Work to be completed: Exactly reproduce the lines from the top of the entries below through the line containing "use crate::html::HtmlRenderer;", with both ends included.
[Task data]
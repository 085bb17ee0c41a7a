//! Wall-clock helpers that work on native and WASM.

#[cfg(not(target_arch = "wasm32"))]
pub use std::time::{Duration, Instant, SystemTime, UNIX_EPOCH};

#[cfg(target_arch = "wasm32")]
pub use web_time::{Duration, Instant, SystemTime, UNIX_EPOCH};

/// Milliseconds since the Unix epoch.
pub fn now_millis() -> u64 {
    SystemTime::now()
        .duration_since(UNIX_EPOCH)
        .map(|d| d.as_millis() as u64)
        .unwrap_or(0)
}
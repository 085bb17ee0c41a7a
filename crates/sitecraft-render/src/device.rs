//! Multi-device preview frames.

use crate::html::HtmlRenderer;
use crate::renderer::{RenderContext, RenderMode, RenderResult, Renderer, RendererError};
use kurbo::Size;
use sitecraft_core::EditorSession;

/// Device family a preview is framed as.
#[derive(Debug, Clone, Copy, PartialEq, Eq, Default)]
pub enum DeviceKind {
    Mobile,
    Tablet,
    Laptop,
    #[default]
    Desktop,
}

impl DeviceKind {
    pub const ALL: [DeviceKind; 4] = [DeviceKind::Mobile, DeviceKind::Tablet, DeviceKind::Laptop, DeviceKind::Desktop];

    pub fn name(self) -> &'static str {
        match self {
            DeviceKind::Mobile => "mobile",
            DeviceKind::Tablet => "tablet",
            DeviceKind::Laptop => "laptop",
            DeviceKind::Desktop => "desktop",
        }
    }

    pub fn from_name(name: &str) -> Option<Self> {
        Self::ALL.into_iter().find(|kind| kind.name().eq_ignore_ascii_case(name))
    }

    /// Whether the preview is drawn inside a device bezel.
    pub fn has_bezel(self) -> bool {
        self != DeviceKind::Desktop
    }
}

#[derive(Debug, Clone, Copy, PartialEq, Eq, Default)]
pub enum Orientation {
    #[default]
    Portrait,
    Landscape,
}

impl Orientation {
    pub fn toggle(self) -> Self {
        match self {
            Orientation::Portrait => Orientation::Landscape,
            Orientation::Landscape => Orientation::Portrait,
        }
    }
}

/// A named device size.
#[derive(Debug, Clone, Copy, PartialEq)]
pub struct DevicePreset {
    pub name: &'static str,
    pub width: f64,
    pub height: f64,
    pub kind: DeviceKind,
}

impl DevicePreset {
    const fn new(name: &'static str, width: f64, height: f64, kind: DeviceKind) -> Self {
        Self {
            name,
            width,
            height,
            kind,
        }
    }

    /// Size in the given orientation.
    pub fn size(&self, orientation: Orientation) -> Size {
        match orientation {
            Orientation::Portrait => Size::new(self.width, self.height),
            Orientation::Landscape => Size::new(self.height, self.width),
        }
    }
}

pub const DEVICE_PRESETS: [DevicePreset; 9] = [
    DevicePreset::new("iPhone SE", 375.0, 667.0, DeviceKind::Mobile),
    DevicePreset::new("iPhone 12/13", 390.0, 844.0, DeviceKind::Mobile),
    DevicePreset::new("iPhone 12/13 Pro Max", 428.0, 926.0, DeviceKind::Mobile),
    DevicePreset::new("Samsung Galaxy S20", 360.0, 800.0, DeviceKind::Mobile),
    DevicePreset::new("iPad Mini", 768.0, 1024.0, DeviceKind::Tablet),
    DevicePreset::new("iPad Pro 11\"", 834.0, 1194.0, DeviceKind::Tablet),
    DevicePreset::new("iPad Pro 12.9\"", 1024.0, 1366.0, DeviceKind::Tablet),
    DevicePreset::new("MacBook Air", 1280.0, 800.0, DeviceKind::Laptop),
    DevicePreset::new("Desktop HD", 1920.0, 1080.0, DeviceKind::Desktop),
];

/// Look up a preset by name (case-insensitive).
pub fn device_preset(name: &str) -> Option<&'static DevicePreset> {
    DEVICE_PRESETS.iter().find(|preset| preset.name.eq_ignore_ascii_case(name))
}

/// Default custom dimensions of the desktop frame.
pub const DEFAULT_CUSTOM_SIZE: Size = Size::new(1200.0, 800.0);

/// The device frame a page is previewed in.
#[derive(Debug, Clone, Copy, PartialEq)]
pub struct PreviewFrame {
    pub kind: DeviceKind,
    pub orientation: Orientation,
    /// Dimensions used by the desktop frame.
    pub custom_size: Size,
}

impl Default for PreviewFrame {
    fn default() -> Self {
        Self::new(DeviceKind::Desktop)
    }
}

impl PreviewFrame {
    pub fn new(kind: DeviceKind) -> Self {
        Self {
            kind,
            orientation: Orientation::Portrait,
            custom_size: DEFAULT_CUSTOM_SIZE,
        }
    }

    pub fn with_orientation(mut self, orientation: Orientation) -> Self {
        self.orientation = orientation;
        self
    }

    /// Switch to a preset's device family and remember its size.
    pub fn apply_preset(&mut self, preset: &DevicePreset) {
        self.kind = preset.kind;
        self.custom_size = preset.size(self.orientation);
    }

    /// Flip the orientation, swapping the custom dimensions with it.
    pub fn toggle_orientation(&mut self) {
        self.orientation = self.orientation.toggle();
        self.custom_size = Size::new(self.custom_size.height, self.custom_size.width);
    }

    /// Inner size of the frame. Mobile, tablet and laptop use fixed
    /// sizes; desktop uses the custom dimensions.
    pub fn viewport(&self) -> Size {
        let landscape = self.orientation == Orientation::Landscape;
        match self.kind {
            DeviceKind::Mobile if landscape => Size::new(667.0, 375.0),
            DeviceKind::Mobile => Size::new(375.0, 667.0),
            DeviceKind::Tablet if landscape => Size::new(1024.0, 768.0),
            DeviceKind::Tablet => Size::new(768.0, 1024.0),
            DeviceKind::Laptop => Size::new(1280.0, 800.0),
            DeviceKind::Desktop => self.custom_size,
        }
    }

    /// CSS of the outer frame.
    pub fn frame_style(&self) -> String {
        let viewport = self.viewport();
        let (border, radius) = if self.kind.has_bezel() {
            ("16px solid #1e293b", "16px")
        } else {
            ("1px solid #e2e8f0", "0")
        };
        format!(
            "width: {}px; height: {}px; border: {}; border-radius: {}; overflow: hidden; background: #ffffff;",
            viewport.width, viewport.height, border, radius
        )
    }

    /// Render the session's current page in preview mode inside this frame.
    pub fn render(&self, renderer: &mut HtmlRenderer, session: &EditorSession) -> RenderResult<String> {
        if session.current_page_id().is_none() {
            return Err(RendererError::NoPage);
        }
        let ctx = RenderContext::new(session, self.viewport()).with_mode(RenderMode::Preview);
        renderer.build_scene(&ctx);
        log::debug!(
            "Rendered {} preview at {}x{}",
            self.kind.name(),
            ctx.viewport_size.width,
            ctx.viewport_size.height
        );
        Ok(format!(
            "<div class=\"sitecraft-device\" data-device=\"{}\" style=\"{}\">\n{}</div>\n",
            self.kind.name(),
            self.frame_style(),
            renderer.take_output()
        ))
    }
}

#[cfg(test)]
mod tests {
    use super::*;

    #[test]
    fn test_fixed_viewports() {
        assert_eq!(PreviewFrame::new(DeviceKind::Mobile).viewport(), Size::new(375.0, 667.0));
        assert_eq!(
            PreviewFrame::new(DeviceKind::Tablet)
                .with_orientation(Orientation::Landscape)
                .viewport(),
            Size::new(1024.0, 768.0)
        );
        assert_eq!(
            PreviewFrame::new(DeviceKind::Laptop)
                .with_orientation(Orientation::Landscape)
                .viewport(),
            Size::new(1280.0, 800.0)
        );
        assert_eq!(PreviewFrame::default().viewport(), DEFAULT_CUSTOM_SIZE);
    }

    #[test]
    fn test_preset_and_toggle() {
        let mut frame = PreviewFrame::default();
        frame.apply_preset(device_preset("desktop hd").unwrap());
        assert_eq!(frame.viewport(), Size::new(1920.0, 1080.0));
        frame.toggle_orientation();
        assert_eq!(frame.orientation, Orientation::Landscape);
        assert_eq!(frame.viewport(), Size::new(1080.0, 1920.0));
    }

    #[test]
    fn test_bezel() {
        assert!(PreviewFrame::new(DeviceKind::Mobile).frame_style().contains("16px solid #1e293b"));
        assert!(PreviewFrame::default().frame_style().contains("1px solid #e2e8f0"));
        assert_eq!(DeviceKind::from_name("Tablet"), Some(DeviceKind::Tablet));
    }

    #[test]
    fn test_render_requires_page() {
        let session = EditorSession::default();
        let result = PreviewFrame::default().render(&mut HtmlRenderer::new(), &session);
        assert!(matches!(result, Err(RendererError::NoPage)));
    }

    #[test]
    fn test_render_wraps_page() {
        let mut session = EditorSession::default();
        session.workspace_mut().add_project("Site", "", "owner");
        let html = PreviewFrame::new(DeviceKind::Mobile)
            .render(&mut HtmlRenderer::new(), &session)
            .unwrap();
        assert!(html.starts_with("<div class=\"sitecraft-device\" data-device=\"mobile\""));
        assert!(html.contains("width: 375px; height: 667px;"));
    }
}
[/Task data]
Worked solution:
repository 085bb17ee0c41a7a
//! Wall-clock helpers that work on native and WASM.

#[cfg(not(target_arch = "wasm32"))]
pub use std::time::{Duration, Instant, SystemTime, UNIX_EPOCH};

#[cfg(target_arch = "wasm32")]
pub use web_time::{Duration, Instant, SystemTime, UNIX_EPOCH};

/// Milliseconds since the Unix epoch.
pub fn now_millis() -> u64 {
    SystemTime::now()
        .duration_since(UNIX_EPOCH)
        .map(|d| d.as_millis() as u64)
        .unwrap_or(0)
}
repository 085bb17ee0c41a7a
filename crates/sitecraft-render/src/device.rs
//! Multi-device preview frames.

use crate::html::HtmlRenderer;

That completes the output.